On September 11, 2001, our lives were changed forever. 2,983 souls perished on that day: in New York, in Washington, in Shanksville, PA. We were a world in shock; a nation in mourning; a city in rubble and ashes. At 8 o’clock in the morning, there was not a cloud in the sky. It was the bluest, purest, calmest sky I could ever remember seeing. By 9:30, nothing would ever be the same – not even the sky.
For the better part of the past thirty years, I have been privileged to belong to a study group of some fifteen extraordinary rabbis. All of us attended the New York campus of Hebrew Union College and were ordained at approximately the same time, in the early to mid-1980’s. We are all quite close with Rabbi Dr. Lawrence A. Hoffman, the Senior Liturgy Professor at HUC, and we wrote our rabbinic theses under his mentorship. We all live and work in the Washington-New York-Boston corridor. For all these years, this very special group of colleagues and friends has been getting together a few times a year, usually at HUC in New York, to study. In many ways, the exact subject matter of the day is secondary. What really matters is that we’re together, maintaining and strengthening our relationships as friends and colleagues, and doing what Jews make it their life’s commitment to do: learning. This October 14 was one of these precious days together for us. But for this one, instead of within the familiar surroundings of HUC, we gathered for our day of learning a bit further downtown, at the 9/11 Memorial Museum.
We spent the morning on our own, making our way through the collection, accompanied by our own thoughts, and memories, and feelings of the ways in which we experienced that horrific day and its aftermath. But then we gathered into a conference room and spent the entire afternoon with the Museum Director, Alice Greenwald. Alice had been a congregant at Temple Micah of Washington, DC, where our “convener-in-chief,” Rabbi Danny Zemel, is the Rabbi. Alice is a veteran in the field of museum direction. She has served in directorial roles at the US Holocaust Memorial Museum in DC, the National Museum of American Jewish History in Philadelphia, the Skirball Museum at HUC in Los Angeles, and the Spertus Museum of Judaica in Chicago. When Alice was invited to New York some nine years ago to take the reins of this enormous project at Ground Zero, she knew it was a challenge that she couldn’t pass up.
Alice spoke with us about the multiple layers of what this museum would have to accomplish, and of the decision-making process at each successive step. This is an archaeological site. Certain structural elements need to be maintained. While the towers fell to rubble, some of the underground structures remained. Pieces of the buildings had to be incorporated: the last column, the only windowpane found intact, the “survivors’ staircase,” and so on. Then there was the memorabilia – personal effects: eyeglasses, shoes, a bible, papers upon papers, recordings of last telephone calls, firefighters’ hats, etc. And, of course, there were the people: their names, their faces, their lives – 2,983 of them. And yes, there are human remains still contained in a walled area at the site. The hope is that with every passing year and every additional technological advance in identifying human remains, some of them will be identified, and their families will put them to rest according to their own traditions.
As Jews, we are well acquainted with memory.
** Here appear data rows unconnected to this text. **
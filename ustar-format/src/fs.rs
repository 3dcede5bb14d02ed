//! Opening archives stored in files.

use std::fs::File;
use std::path::Path;

use crate::archive::{Archive, Mode, WriterOptions};
use crate::error::{Error, Result};
use crate::stream::IoStream;

/// An archive backed by a file on disk.
pub type FileArchive = Archive<IoStream<File>>;

impl Archive<IoStream<File>> {
    /// Opens the archive at `path`.
    ///
    /// In [`Mode::Read`] the first block is checked to be either a valid
    /// header or the end of an empty archive before the archive is returned.
    /// In [`Mode::Write`] the file is created, or truncated if it exists.
    pub fn open<P: AsRef<Path>>(path: P, mode: Mode) -> Result<FileArchive> {
        Self::open_with_options(path, mode, WriterOptions::default())
    }

    pub fn open_with_options<P: AsRef<Path>>(
        path: P,
        mode: Mode,
        options: WriterOptions,
    ) -> Result<FileArchive> {
        let path = path.as_ref();
        let file = match mode {
            Mode::Read => File::open(path),
            Mode::Write => File::create(path),
        }
        .map_err(|source| Error::OpenFailed {
            path: path.to_path_buf(),
            source,
        })?;

        let mut archive = Archive::with_options(IoStream::new(file), mode, options);
        if mode == Mode::Read {
            check_first_block(&mut archive)?;
        }

        tracing::debug!(path = %path.display(), ?mode, "opened archive");
        Ok(archive)
    }

    /// Creates a new archive at `path` for writing.
    #[inline]
    pub fn create<P: AsRef<Path>>(path: P) -> Result<FileArchive> {
        Self::open(path, Mode::Write)
    }
}

#[cfg(feature = "reader")]
fn check_first_block(archive: &mut FileArchive) -> Result<()> {
    match archive.advance() {
        Ok(_) | Err(Error::NullRecord) => {}
        Err(e) => return Err(e),
    }
    archive.rewind()
}

#[cfg(not(feature = "reader"))]
fn check_first_block(_archive: &mut FileArchive) -> Result<()> {
    Ok(())
}
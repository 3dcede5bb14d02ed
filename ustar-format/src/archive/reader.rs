use std::io::SeekFrom;
use std::ops::ControlFlow;

use super::{data_end, Archive, ReadState, State};
use crate::codec;
use crate::error::{Error, Result};
use crate::header::{round_up, Header, BLOCK_SIZE};
use crate::stream::Stream;

impl<S: Stream> Archive<S> {
    /// Seeks back to the start of the archive and forgets the current header.
    pub fn rewind(&mut self) -> Result<()> {
        self.read_state()?;
        self.stream.seek(0)?;
        self.state = State::Read(ReadState::Rewound);
        tracing::debug!("rewound archive");
        Ok(())
    }

    /// Moves to the next entry and decodes its header.
    ///
    /// The first call after [`Archive::rewind`] decodes the block at the
    /// current position. Later calls first skip the current entry's payload
    /// and padding. Reaching the end-of-archive block yields
    /// [`Error::NullRecord`], which is the normal end of iteration.
    pub fn advance(&mut self) -> Result<&Header> {
        match self.read_state()? {
            ReadState::AtTerminator => return Err(Error::NullRecord),
            ReadState::Positioned { header, offset } => {
                let next = offset + BLOCK_SIZE as u64 + round_up(header.size);
                self.stream.seek(next)?;
                self.state = State::Read(ReadState::Rewound);
            }
            ReadState::Rewound => {}
        }

        let offset = self.stream.pos();
        self.stream.read(&mut self.block)?;

        match codec::decode(&self.block) {
            Ok(header) => {
                tracing::debug!(offset, name = %header.name, size = header.size, "read header");
                self.state = State::Read(ReadState::Positioned { header, offset });
                self.header()
                    .ok_or(Error::ApiMisuse("header was not retained"))
            }
            Err(Error::NullRecord) => {
                tracing::debug!(offset, "reached end of archive");
                self.state = State::Read(ReadState::AtTerminator);
                Err(Error::NullRecord)
            }
            Err(e) => {
                tracing::debug!(offset, error = %e, "could not decode header");
                Err(e)
            }
        }
    }

    /// Visits every entry from the start of the archive.
    ///
    /// Returns `Ok(None)` once the end of the archive is reached, or
    /// `Ok(Some(value))` as soon as `f` breaks with `value`. Any other error
    /// stops the iteration and is returned.
    pub fn for_each<B, F>(&mut self, mut f: F) -> Result<Option<B>>
    where
        F: FnMut(&Header) -> ControlFlow<B>,
    {
        self.rewind()?;

        loop {
            let header = match self.advance() {
                Ok(header) => header,
                Err(Error::NullRecord) => return Ok(None),
                Err(e) => return Err(e),
            };

            if let ControlFlow::Break(value) = f(header) {
                return Ok(Some(value));
            }
        }
    }

    /// Positions the archive at the first entry named exactly `name`.
    pub fn find<N: AsRef<[u8]>>(&mut self, name: N) -> Result<&Header> {
        let name = name.as_ref();

        let found = self.for_each(|header| {
            if header.name.as_bytes() == name {
                ControlFlow::Break(())
            } else {
                ControlFlow::Continue(())
            }
        })?;

        match found {
            Some(()) => self
                .header()
                .ok_or(Error::ApiMisuse("header was not retained")),
            None => Err(Error::NotFound(String::from_utf8_lossy(name).into_owned())),
        }
    }

    fn positioned(&self) -> Result<(Header, u64)> {
        match self.read_state()? {
            ReadState::Positioned { header, offset } => Ok((header, offset)),
            _ => Err(Error::ApiMisuse("no entry header has been read")),
        }
    }

    /// Reads payload bytes of the current entry into `buf`, never past the
    /// entry's declared size. Returns the number of bytes read, which is `0`
    /// once the payload is exhausted.
    pub fn read_data(&mut self, buf: &mut [u8]) -> Result<usize> {
        let (header, offset) = self.positioned()?;
        let end = data_end(offset, &header);
        let pos = self.stream.pos();

        if pos >= end {
            return Ok(0);
        }

        let len = (buf.len() as u64).min(end - pos) as usize;
        self.stream.read(&mut buf[..len])?;
        Ok(len)
    }

    /// Reads the rest of the current entry's payload onto the end of `out`.
    pub fn read_to_end_data(&mut self, out: &mut Vec<u8>) -> Result<usize> {
        let mut chunk = [0u8; BLOCK_SIZE];
        let mut total = 0;

        loop {
            let n = self.read_data(&mut chunk)?;
            if n == 0 {
                return Ok(total);
            }
            out.extend_from_slice(&chunk[..n]);
            total += n;
        }
    }

    /// Moves within the current entry's payload. `SeekFrom::Start` and
    /// `SeekFrom::End` are relative to the payload's first byte and one past
    /// its last byte. Returns the new offset from the start of the payload.
    pub fn seek_data(&mut self, pos: SeekFrom) -> Result<u64> {
        let (header, offset) = self.positioned()?;
        let start = offset + BLOCK_SIZE as u64;
        let len = header.size;

        let requested: i128 = match pos {
            SeekFrom::Start(n) => n as i128,
            SeekFrom::Current(delta) => self.stream.pos() as i128 - start as i128 + delta as i128,
            SeekFrom::End(delta) => len as i128 + delta as i128,
        };

        if requested < 0 || requested > len as i128 {
            return Err(Error::SeekOutOfRange { requested, len });
        }

        let target = requested as u64;
        self.stream.seek(start + target)?;
        Ok(target)
    }

    /// Whether the current entry has no payload left to read. Also true when
    /// there is no current entry.
    pub fn eof_data(&self) -> bool {
        match self.positioned() {
            Ok((header, offset)) => self.stream.pos() >= data_end(offset, &header),
            Err(_) => true,
        }
    }
}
For us it is at once a commandment, a responsibility, an honor, and a burden. Alice and her colleagues were charged with helping us all with the act of remembering what was, and remains, this all-encompassing trauma. Ultimately Alice observed that the museum’s intent is not to provide answers, but to raise questions. How do we live in the post-9/11 world, in which extremism and terrorism are ever-present realities? How can we go on to live our lives in the face of such brutality and destruction? What is it that would drive a human being to make the decisions and take the actions that those hijackers did on that morning? For the children born after 9/11, this is the reality of the only world they know. It is our reality as well. The hope, as projected by the museum, however, is the triumph of the human spirit, and the values of humanitarianism, rationalism, goodness, and peace. That is our hope as well.